▶ **Data provided**
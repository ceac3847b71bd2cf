//! Error types for database operations.

use std::borrow::Cow;

pub use deadpool::managed::TimeoutType;
use diesel::result::{ConnectionError, DatabaseErrorKind, Error};
use diesel_async::pooled_connection::PoolError as DieselPoolError;
use diesel_async::pooled_connection::deadpool::PoolError as DeadpoolError;

use crate::types::ConstraintViolation;

/// Type-erased error type for dynamic error handling.
pub type BoxError = Box<dyn std::error::Error + Send + Sync>;

/// Error type for all PostgreSQL operations.
///
/// Covers connection issues, query failures, pool timeouts and
/// migration problems.
#[derive(Debug, thiserror::Error)]
#[must_use = "database errors should be handled appropriately"]
pub enum PgError {
    /// Invalid or missing configuration.
    #[error("Configuration error: {0}")]
    Config(String),

    /// Waiting for, creating or recycling a pooled connection timed out.
    #[error("Database operation timed out")]
    Timeout(TimeoutType),

    /// Failed to establish or maintain a database connection.
    #[error("Database connection error: {0}")]
    Connection(#[from] ConnectionError),

    /// Applying schema migrations failed.
    #[error("Database migration error: {0}")]
    Migration(BoxError),

    /// Query execution failed.
    ///
    /// Constraint violations land here and can be inspected with
    /// [`PgError::constraint_violation`].
    #[error("Database query error: {0}")]
    Query(#[from] Error),

    /// Anything not covered by the other variants.
    #[error("Unexpected error: {0}")]
    Unexpected(Cow<'static, str>),
}

impl PgError {
    /// Extracts the constraint name from a constraint violation error.
    pub fn constraint(&self) -> Option<&str> {
        let PgError::Query(err) = self else {
            return None;
        };

        let Error::DatabaseError(_, err) = err else {
            return None;
        };

        err.constraint_name()
    }

    /// Returns a structured constraint violation if this error represents one.
    pub fn constraint_violation(&self) -> Option<ConstraintViolation> {
        self.constraint().and_then(ConstraintViolation::new)
    }

    /// Returns whether this error is a unique constraint violation.
    pub fn is_unique_violation(&self) -> bool {
        matches!(
            self,
            PgError::Query(Error::DatabaseError(DatabaseErrorKind::UniqueViolation, _))
        )
    }

    /// Returns whether this error indicates a transient failure that might succeed on retry.
    pub fn is_transient(&self) -> bool {
        matches!(
            self,
            PgError::Timeout(_) | PgError::Connection(ConnectionError::BadConnection(_))
        )
    }
}

impl From<DeadpoolError> for PgError {
    fn from(value: DeadpoolError) -> Self {
        match value {
            DeadpoolError::Timeout(timeout) => Self::Timeout(timeout),
            DeadpoolError::Backend(DieselPoolError::QueryError(error)) => Self::Query(error),
            DeadpoolError::Backend(DieselPoolError::ConnectionError(error)) => {
                Self::Connection(error)
            }
            DeadpoolError::PostCreateHook(err) => {
                tracing::warn!("Unexpected post-create hook error: {}", err);
                Self::Unexpected(err.to_string().into())
            }
            DeadpoolError::NoRuntimeSpecified => {
                tracing::error!("No tokio runtime specified for connection pool");
                Self::Unexpected("No runtime specified".into())
            }
            DeadpoolError::Closed => Self::Connection(ConnectionError::InvalidConnectionUrl(
                "Connection pool is closed".into(),
            )),
        }
    }
}

/// Specialized [`Result`] type for database operations.
pub type PgResult<T, E = PgError> = Result<T, E>;

#[cfg(test)]
mod tests {
    use super::*;

    #[test]
    fn timeouts_are_transient() {
        assert!(PgError::Timeout(TimeoutType::Wait).is_transient());
        assert!(!PgError::Config("missing url".into()).is_transient());
    }

    #[test]
    fn non_query_errors_carry_no_constraint() {
        let error = PgError::Unexpected("boom".into());
        assert!(error.constraint().is_none());
        assert!(error.constraint_violation().is_none());
        assert!(!error.is_unique_violation());
    }

    #[test]
    fn not_found_is_not_a_unique_violation() {
        let error = PgError::Query(Error::NotFound);
        assert!(!error.is_unique_violation());
        assert!(error.constraint().is_none());
    }
}
//! Server error types.

use std::io;

use thiserror::Error;

/// Result type for server operations.
pub type Result<T, E = ServerError> = std::result::Result<T, E>;

/// Why the server could not start or stopped unexpectedly.
#[derive(Debug, Error)]
pub enum ServerError {
    /// Failed to bind to the configured address.
    #[error("Failed to bind to {address}: {source}")]
    Bind {
        address: String,
        #[source]
        source: io::Error,
    },

    /// The server loop failed while serving.
    #[error("Runtime error: {0}")]
    Runtime(#[source] io::Error),
}

impl ServerError {
    /// Suggests how to resolve the error, if a common cause is known.
    pub fn suggestion(&self) -> Option<&'static str> {
        let source = match self {
            Self::Bind { source, .. } | Self::Runtime(source) => source,
        };

        match source.kind() {
            io::ErrorKind::PermissionDenied => {
                Some("Try using a port above 1024 or run with appropriate privileges")
            }
            io::ErrorKind::AddrInUse => Some(
                "The port is already in use. Try a different port or stop the conflicting service",
            ),
            io::ErrorKind::AddrNotAvailable => {
                Some("The address is not available. Check network interface configuration")
            }
            _ => None,
        }
    }
}

#[cfg(test)]
mod tests {
    use super::*;

    #[test]
    fn bind_errors_suggest_fixes() {
        let error = ServerError::Bind {
            address: "127.0.0.1:3000".into(),
            source: io::Error::new(io::ErrorKind::AddrInUse, "in use"),
        };

        assert!(error.to_string().contains("127.0.0.1:3000"));
        assert!(error.suggestion().is_some());
    }

    #[test]
    fn unknown_causes_have_no_suggestion() {
        let error = ServerError::Runtime(io::Error::other("boom"));
        assert!(error.suggestion().is_none());
    }
}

▶ **Task to carry out**
Copy out each line of the material in which the word "bool" turns up.

▶ **Exercise response**
    pub fn is_unique_violation(&self) -> bool {
    pub fn is_transient(&self) -> bool {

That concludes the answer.